Your answer is a number only: how many lines in the data below contain "configuration"?

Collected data
══════
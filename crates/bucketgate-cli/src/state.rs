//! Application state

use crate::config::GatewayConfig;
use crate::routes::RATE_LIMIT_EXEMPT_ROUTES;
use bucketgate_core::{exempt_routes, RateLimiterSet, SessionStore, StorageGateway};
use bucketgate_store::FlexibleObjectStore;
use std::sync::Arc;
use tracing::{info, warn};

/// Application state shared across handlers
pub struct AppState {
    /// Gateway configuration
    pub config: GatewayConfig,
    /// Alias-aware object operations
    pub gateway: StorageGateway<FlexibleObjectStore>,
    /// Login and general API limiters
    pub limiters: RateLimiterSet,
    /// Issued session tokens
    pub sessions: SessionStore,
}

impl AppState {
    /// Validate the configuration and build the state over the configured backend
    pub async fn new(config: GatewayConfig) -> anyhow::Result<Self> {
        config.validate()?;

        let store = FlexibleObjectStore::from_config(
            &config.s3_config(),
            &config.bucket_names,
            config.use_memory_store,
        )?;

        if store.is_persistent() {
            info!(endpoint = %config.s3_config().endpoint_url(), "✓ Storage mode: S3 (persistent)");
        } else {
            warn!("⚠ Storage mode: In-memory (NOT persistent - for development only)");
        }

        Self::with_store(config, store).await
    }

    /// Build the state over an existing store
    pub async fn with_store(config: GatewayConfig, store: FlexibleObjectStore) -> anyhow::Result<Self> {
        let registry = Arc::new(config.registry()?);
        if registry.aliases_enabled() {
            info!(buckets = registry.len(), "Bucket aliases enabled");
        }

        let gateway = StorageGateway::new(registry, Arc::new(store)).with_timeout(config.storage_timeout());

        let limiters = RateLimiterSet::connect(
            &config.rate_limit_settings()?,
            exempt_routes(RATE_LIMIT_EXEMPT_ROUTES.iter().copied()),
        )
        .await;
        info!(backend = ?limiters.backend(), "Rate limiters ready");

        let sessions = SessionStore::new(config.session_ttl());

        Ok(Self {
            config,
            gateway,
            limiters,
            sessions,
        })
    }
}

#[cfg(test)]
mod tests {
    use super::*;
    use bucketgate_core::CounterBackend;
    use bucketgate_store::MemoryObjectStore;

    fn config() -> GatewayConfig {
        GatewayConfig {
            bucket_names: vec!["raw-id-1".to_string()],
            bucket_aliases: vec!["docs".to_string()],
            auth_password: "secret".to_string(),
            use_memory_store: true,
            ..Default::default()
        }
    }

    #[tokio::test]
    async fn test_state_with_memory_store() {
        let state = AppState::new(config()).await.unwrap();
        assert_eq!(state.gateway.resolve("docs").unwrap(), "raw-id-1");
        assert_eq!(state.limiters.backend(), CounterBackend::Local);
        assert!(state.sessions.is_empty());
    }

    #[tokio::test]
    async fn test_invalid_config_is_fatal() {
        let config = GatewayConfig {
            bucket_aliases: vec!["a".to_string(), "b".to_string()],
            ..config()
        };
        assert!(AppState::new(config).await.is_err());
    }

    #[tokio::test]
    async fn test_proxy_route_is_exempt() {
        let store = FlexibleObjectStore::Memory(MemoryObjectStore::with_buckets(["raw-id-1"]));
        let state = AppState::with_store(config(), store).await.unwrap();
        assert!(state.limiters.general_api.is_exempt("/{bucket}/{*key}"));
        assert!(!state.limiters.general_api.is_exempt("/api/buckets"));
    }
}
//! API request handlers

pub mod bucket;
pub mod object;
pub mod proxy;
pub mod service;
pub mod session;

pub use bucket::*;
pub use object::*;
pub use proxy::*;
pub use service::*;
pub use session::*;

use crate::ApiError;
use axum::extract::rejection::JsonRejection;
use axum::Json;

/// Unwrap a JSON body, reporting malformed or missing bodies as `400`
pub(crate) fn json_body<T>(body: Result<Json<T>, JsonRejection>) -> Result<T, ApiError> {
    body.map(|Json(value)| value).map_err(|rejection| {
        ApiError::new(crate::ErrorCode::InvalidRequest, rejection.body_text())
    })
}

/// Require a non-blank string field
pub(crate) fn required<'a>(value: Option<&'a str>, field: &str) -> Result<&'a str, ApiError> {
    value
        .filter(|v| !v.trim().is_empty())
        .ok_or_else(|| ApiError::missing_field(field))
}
══════
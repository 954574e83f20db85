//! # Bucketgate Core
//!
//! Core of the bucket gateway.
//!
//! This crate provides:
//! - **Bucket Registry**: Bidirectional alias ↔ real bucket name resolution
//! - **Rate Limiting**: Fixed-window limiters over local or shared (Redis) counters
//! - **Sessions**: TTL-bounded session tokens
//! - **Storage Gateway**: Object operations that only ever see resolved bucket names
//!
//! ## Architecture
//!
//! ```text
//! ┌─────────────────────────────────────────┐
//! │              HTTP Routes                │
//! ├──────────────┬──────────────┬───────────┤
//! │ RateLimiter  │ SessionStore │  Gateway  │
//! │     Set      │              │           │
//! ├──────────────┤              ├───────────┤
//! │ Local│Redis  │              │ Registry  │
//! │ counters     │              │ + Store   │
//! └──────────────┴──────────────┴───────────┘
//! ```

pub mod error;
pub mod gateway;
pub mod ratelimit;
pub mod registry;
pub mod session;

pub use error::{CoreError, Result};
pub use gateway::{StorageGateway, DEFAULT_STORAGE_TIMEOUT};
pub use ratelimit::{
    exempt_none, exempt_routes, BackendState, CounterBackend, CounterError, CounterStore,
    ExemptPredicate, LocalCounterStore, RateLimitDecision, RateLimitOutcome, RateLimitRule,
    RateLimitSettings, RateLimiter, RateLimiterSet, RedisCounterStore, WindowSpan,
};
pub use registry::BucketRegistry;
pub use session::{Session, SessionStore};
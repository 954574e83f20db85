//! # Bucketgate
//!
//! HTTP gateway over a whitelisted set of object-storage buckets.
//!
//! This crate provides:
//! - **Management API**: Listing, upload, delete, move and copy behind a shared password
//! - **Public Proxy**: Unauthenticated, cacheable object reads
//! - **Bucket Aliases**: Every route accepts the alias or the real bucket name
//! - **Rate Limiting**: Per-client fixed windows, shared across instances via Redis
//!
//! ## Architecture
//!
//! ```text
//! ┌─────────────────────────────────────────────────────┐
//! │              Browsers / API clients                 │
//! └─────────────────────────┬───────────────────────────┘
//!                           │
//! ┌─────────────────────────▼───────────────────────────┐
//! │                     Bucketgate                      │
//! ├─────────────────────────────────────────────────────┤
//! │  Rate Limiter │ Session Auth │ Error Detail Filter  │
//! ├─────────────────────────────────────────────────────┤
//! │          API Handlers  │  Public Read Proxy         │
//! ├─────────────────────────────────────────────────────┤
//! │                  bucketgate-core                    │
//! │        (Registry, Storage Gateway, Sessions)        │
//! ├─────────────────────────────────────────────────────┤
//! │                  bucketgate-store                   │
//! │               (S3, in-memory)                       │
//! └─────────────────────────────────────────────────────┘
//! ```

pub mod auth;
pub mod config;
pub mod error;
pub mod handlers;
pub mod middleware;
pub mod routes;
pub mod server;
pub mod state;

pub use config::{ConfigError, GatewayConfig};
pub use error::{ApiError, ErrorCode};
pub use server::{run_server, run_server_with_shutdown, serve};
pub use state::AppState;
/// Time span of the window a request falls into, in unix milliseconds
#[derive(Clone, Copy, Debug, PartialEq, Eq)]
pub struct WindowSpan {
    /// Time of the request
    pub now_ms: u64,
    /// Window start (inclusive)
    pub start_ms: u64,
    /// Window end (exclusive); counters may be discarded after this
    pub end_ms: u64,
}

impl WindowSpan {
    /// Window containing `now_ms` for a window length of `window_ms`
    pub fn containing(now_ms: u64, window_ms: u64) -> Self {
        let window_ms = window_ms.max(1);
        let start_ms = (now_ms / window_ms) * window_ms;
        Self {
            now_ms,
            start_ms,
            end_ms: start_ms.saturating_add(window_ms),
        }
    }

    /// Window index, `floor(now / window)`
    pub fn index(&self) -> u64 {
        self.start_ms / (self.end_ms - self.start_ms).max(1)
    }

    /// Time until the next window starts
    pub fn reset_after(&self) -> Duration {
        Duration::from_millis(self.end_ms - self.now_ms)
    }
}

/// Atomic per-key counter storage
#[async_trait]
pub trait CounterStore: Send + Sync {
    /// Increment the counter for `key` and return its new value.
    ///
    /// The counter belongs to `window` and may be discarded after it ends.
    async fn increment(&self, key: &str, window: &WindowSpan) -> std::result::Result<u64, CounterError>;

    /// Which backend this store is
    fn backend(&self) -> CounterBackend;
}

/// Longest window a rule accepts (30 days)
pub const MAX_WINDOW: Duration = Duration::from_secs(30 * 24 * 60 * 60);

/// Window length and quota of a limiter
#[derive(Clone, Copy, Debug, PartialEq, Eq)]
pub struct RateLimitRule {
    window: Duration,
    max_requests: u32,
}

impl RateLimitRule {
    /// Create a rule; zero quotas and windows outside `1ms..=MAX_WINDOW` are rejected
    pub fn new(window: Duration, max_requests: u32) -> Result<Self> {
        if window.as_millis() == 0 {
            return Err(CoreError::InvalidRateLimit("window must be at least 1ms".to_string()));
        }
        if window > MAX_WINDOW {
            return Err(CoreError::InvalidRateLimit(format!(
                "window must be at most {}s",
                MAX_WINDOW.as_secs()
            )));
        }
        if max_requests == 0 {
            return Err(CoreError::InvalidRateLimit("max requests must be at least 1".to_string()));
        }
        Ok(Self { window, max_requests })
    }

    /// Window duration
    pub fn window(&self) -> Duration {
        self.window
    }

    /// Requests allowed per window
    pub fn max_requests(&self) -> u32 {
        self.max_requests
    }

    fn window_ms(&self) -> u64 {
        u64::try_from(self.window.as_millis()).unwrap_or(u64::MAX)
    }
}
══════
▶ The completed task: 2